:: Task details ::
On how many lines of the records below does the string "immutable" appear? Reply with only the number.

:: Exercise data ::
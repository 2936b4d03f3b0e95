//! Model registry: named connection parameters for chat models.
//!
//! An entry resolves to either a hosted provider (API key from the
//! environment, no explicit base URL) or a locally served endpoint (explicit
//! base URL, placeholder key). The registry is built once at startup and is
//! immutable for the process lifetime; profile building reads it without side
//! effects.

use std::collections::HashMap;

use serde::{Deserialize, Serialize};
use url::Url;

use crate::error::{Error, Result};

/// How a model entry's API key is obtained.
#[derive(Debug, Clone, PartialEq, Eq, Serialize, Deserialize)]
#[serde(rename_all = "snake_case")]
pub enum Credential {
    /// Key material read from an environment variable at profile-build time.
    ///
    /// Absence is surfaced the first time the entry is used, not at process
    /// start.
    Env(String),
    /// Literal key, including the `"NULL"` placeholder local endpoints expect.
    Literal(String),
}

impl Credential {
    /// Placeholder key sent to locally served endpoints that ignore auth.
    pub const PLACEHOLDER: &'static str = "NULL";

    /// The placeholder credential for local endpoints.
    #[must_use]
    pub fn placeholder() -> Self {
        Self::Literal(Self::PLACEHOLDER.to_string())
    }

    /// Resolve to concrete key material.
    ///
    /// # Errors
    ///
    /// Returns [`Error::MissingApiKey`] when the environment variable backing
    /// an [`Credential::Env`] credential is unset.
    pub fn resolve(&self, model_key: &str) -> Result<String> {
        match self {
            Self::Literal(key) => Ok(key.clone()),
            Self::Env(var) => std::env::var(var).map_err(|_| Error::MissingApiKey {
                key: model_key.to_string(),
                var: var.clone(),
            }),
        }
    }
}

/// Connection parameters for one model, immutable after construction.
#[derive(Debug, Clone, PartialEq, Eq, Serialize, Deserialize)]
pub struct ModelEntry {
    key: String,
    #[serde(default, skip_serializing_if = "Option::is_none")]
    endpoint: Option<Url>,
    model: String,
    credential: Credential,
    #[serde(default, skip_serializing_if = "Option::is_none")]
    cache_seed: Option<u64>,
}

impl ModelEntry {
    /// Entry for a hosted provider: key from the environment, no base URL.
    #[must_use]
    pub fn hosted(
        key: impl Into<String>,
        model: impl Into<String>,
        api_key_var: impl Into<String>,
    ) -> Self {
        Self {
            key: key.into(),
            endpoint: None,
            model: model.into(),
            credential: Credential::Env(api_key_var.into()),
            cache_seed: None,
        }
    }

    /// Entry for a locally served endpoint: explicit base URL, placeholder key.
    #[must_use]
    pub fn local(key: impl Into<String>, model: impl Into<String>, endpoint: Url) -> Self {
        Self {
            key: key.into(),
            endpoint: Some(endpoint),
            model: model.into(),
            credential: Credential::placeholder(),
            cache_seed: None,
        }
    }

    /// Attach a cache seed. Caching is disabled unless a seed is present.
    #[must_use]
    pub fn with_cache_seed(mut self, seed: u64) -> Self {
        self.cache_seed = Some(seed);
        self
    }

    /// Replace the credential.
    #[must_use]
    pub fn with_credential(mut self, credential: Credential) -> Self {
        self.credential = credential;
        self
    }

    /// Registry key, e.g. `"oai-gpt4"` or `"mistral"`.
    #[must_use]
    pub fn key(&self) -> &str {
        &self.key
    }

    /// Base URL for locally served endpoints; `None` for hosted providers.
    #[must_use]
    pub fn endpoint(&self) -> Option<&Url> {
        self.endpoint.as_ref()
    }

    /// Model name sent on the wire, e.g. `"gpt-4-turbo-preview"`.
    #[must_use]
    pub fn model(&self) -> &str {
        &self.model
    }

    /// The credential.
    #[must_use]
    pub fn credential(&self) -> &Credential {
        &self.credential
    }

    /// Cache seed, if caching is enabled for this entry.
    #[must_use]
    pub fn cache_seed(&self) -> Option<u64> {
        self.cache_seed
    }
}

/// Mapping from model key to connection parameters.
#[derive(Debug, Clone, Default)]
pub struct ModelRegistry {
    entries: HashMap<String, ModelEntry>,
}

impl ModelRegistry {
    /// Create an empty registry.
    #[must_use]
    pub fn new() -> Self {
        Self::default()
    }

    /// Insert an entry under its own key, replacing any previous entry.
    pub fn insert(&mut self, entry: ModelEntry) -> Option<ModelEntry> {
        self.entries.insert(entry.key.clone(), entry)
    }

    /// Look up an entry.
    ///
    /// # Errors
    ///
    /// Returns [`Error::UnknownModelKey`] when the key is absent.
    pub fn get(&self, key: &str) -> Result<&ModelEntry> {
        self.entries.get(key).ok_or_else(|| Error::UnknownModelKey {
            key: key.to_string(),
        })
    }

    /// Whether an entry exists for `key`.
    #[must_use]
    pub fn contains(&self, key: &str) -> bool {
        self.entries.contains_key(key)
    }

    /// Number of registered entries.
    #[must_use]
    pub fn len(&self) -> usize {
        self.entries.len()
    }

    /// Whether the registry is empty.
    #[must_use]
    pub fn is_empty(&self) -> bool {
        self.entries.is_empty()
    }

    /// Iterate over registered keys in no particular order.
    pub fn keys(&self) -> impl Iterator<Item = &str> {
        self.entries.keys().map(String::as_str)
    }
}

impl FromIterator<ModelEntry> for ModelRegistry {
    fn from_iter<I: IntoIterator<Item = ModelEntry>>(iter: I) -> Self {
        let mut registry = Self::new();
        for entry in iter {
            registry.insert(entry);
        }
        registry
    }
}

:: Exercise answer ::
2